Six years later, not only was Edith still alive, she was living the life of a middle-class German hausfrau, tending to her young daughter while her husband was serving as an officer in the German Army on the Russian front. She had given up her entire identity, had discarded all hope of seeing her family again, and had become what was called a "U-boat" -- she was a Jew submerged in Nazi Germany, masquerading as a loyal Aryan daughter of the Fatherland.
Edith survived when millions of other Jews were exterminated. What does that make her? In "The Nazi Officer's Wife," it becomes clear that she doesn't consider herself heroic. She does consider herself immensely fortunate, even blessed, to have lived through the horror of Hitler-era Germany.
Edith Hahn Beer tells her story of survival in an understated tone that makes her ordeal seem all the more harrowing. Today, we might have trouble understanding the position she was in. If anyone around her had discovered her true identity, she would have died instantly and excruciatingly. Never for a moment did she forget that. Not even at the moment her daughter was born. Edith worked as a Red Cross nurse and had heard women blurt out their most intimate secrets under anesthesia. When her time came, she refused drugs, opting for "natural" childbirth seven years before Dr. Lamaze introduced the concept to Western Europe.
Beer describes her younger self in Vienna as a rather starry-eyed dreamer who dared seek the university education usually reserved for young men.

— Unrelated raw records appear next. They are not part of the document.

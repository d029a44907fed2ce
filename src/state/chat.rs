#[cfg(test)]
#[path = "chat_test.rs"]
mod chat_test;

/// Who produced a chat line.
#[derive(Clone, Copy, Debug, PartialEq, Eq)]
pub enum Sender {
    /// Typed into this widget.
    Local,
    /// Received from the transport.
    Remote,
    /// Notice generated by the widget itself (lock changes, payment, errors).
    System,
}

/// A single chat line. Never mutated after creation.
#[derive(Clone, Debug, PartialEq, Eq)]
pub struct ChatMessage {
    pub sender: Sender,
    /// Display name of the author, when the payload carried one.
    pub author: Option<String>,
    pub text: String,
    /// Arrival order within this session.
    pub seq: u64,
}

impl ChatMessage {
    #[must_use]
    pub fn new(sender: Sender, author: Option<String>, text: impl Into<String>, seq: u64) -> Self {
        Self { sender, author, text: text.into(), seq }
    }

    #[must_use]
    pub fn system(text: impl Into<String>, seq: u64) -> Self {
        Self::new(Sender::System, None, text, seq)
    }

    /// Case-insensitive substring match. An empty keyword matches nothing.
    #[must_use]
    pub fn mentions(&self, keyword: &str) -> bool {
        let keyword = keyword.trim();
        if keyword.is_empty() {
            return false;
        }
        self.text.to_lowercase().contains(&keyword.to_lowercase())
    }
}

/// Session-scoped widget flags.
#[derive(Clone, Debug, Default)]
pub struct ChatState {
    /// Input and send are disabled while set.
    pub locked: bool,
    /// At least one local message was accepted this session.
    pub has_sent: bool,
    /// Payment confirmed for this session.
    pub paid: bool,
    /// The server expects a payment; while unpaid, unlocks are refused.
    pub payment_required: bool,
    pub winners_visible: bool,
    /// Identity the server assigned to this connection.
    pub identity: Option<String>,
    next_seq: u64,
}

impl ChatState {
    #[must_use]
    pub fn input_enabled(&self) -> bool {
        !self.locked
    }

    /// Hand out the next arrival sequence number.
    pub fn next_seq(&mut self) -> u64 {
        let seq = self.next_seq;
        self.next_seq = self.next_seq.saturating_add(1);
        seq
    }
}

Her vision cleared quickly and dramatically once the Nazis took over her school. She reported for her final examination, which she needed to pass in order to practice law. A clerk informed her flatly she would not take the exam, she was no longer welcome in the school and she should get out. Five years of studies, up in smoke. "She turned her back on me," Beer writes. "I could feel her sense of triumph, her genuine satisfaction in destroying my life. It had a smell, I tell you -- like sweat, like lust."

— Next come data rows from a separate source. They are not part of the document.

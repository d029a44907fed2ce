use super::*;

fn chat(text: &str) -> Frame {
    Frame::request(syscall::CHAT_MESSAGE, serde_json::json!({"id": "me", "text": text}))
}

#[tokio::test(start_paused = true)]
async fn reply_arrives_after_delay() {
    let (tx, mut rx) = mpsc::channel(8);
    let mut bot = LocalBot::new(tx, Duration::from_millis(1000)).with_replies(vec!["pong".to_owned()]);

    bot.send(chat("ping")).unwrap();
    assert_eq!(bot.pending(), 1);

    tokio::time::sleep(Duration::from_millis(999)).await;
    assert!(rx.try_recv().is_err());

    tokio::time::sleep(Duration::from_millis(2)).await;
    let reply = rx.recv().await.unwrap();
    assert_eq!(reply.syscall, syscall::CHAT_MESSAGE);
    assert_eq!(reply.from.as_deref(), Some(BOT_ID));
    assert_eq!(reply.data["text"], "pong");
    assert_eq!(reply.data["from"], BOT_NAME);
}

#[tokio::test(start_paused = true)]
async fn one_reply_per_message() {
    let (tx, mut rx) = mpsc::channel(8);
    let mut bot = LocalBot::new(tx, Duration::from_millis(10));

    bot.send(chat("a")).unwrap();
    bot.send(chat("b")).unwrap();
    tokio::time::sleep(Duration::from_millis(20)).await;

    assert!(rx.recv().await.is_some());
    assert!(rx.recv().await.is_some());
    assert!(rx.try_recv().is_err());
}

#[tokio::test(start_paused = true)]
async fn dropping_bot_cancels_pending_replies() {
    let (tx, mut rx) = mpsc::channel(8);
    let mut bot = LocalBot::new(tx, Duration::from_millis(500));
    bot.send(chat("hello")).unwrap();
    drop(bot);

    tokio::time::sleep(Duration::from_millis(1000)).await;
    // All senders are gone and nothing was delivered.
    assert!(rx.recv().await.is_none());
}

#[tokio::test]
async fn lock_requests_answer_with_status() {
    let (tx, mut rx) = mpsc::channel(8);
    let mut bot = LocalBot::new(tx, Duration::from_millis(10));

    bot.send(Frame::request(syscall::CHAT_LOCK, serde_json::json!({}))).unwrap();
    bot.send(Frame::request(syscall::CHAT_UNLOCK, serde_json::json!({}))).unwrap();

    let first = rx.try_recv().unwrap();
    assert_eq!(first.syscall, syscall::CHAT_STATUS);
    assert_eq!(first.data["locked"], true);
    assert_eq!(rx.try_recv().unwrap().data["locked"], false);
    assert_eq!(bot.pending(), 0);
}

#[tokio::test]
async fn send_fails_once_inbound_is_gone() {
    let (tx, rx) = mpsc::channel(8);
    let mut bot = LocalBot::new(tx, Duration::from_millis(10));
    drop(rx);
    assert!(matches!(bot.send(chat("x")), Err(TransportError::Closed)));
}

#[tokio::test]
async fn unrelated_frames_are_ignored() {
    let (tx, mut rx) = mpsc::channel(8);
    let mut bot = LocalBot::new(tx, Duration::from_millis(10));
    bot.send(Frame::request(syscall::SESSION_RESET, serde_json::json!({}))).unwrap();
    bot.send(Frame::request(syscall::CHAT_ANNOUNCE, serde_json::json!({"winners": []}))).unwrap();
    assert_eq!(bot.pending(), 0);
    assert!(rx.try_recv().is_err());
}

#[tokio::test]
async fn announce_posts_winners_then_locks_and_resets_payment() {
    let (tx, mut rx) = mpsc::channel(8);
    let mut bot = LocalBot::new(tx, Duration::from_millis(10));
    bot.send(Frame::request(syscall::CHAT_ANNOUNCE, serde_json::json!({"winners": ["ada", "bob"]}))).unwrap();

    let announcement = rx.try_recv().unwrap();
    assert_eq!(announcement.syscall, syscall::CHAT_ANNOUNCEMENT);
    assert_eq!(announcement.data["text"], "Winners: ada, bob");

    let status = rx.try_recv().unwrap();
    assert_eq!(status.syscall, syscall::CHAT_STATUS);
    assert_eq!(status.data["locked"], true);

    assert_eq!(rx.try_recv().unwrap().syscall, syscall::PAYMENT_RESET);
    assert!(rx.try_recv().is_err());
}

#[tokio::test]
async fn full_inbound_reports_full() {
    let (tx, _rx) = mpsc::channel(1);
    let mut bot = LocalBot::new(tx, Duration::from_millis(10));
    bot.send(Frame::request(syscall::CHAT_LOCK, serde_json::json!({}))).unwrap();
    assert!(matches!(
        bot.send(Frame::request(syscall::CHAT_UNLOCK, serde_json::json!({}))),
        Err(TransportError::Full)
    ));
}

It was the first of many hard lessons Edith Hahn Beer would learn as her world crumbled around her and a new, hostile one rose in its place. In the end, however, she expresses little bitterness over the hand fate dealt her. She didn't set out to dupe the Nazi war machine. It just worked out that way. She doesn't mask her scorn for the Germans and Austrians who stood by idly as the Holocaust unfolded. But she also doesn't overlook small acts of kindness that helped ease her own suffering.
"The Nazi Officer's Wife" could have been a flashy book filled with high drama and brimming over with grand emotion. That it isn't provides a reflection of the person telling the story. Edith Hahn Beer never wanted to be clever or brave, famous or notorious. She just wanted to stay alive.
L.D. Meagher is a senior writer at CNN Headline News. He has worked in broadcasting for 30 years.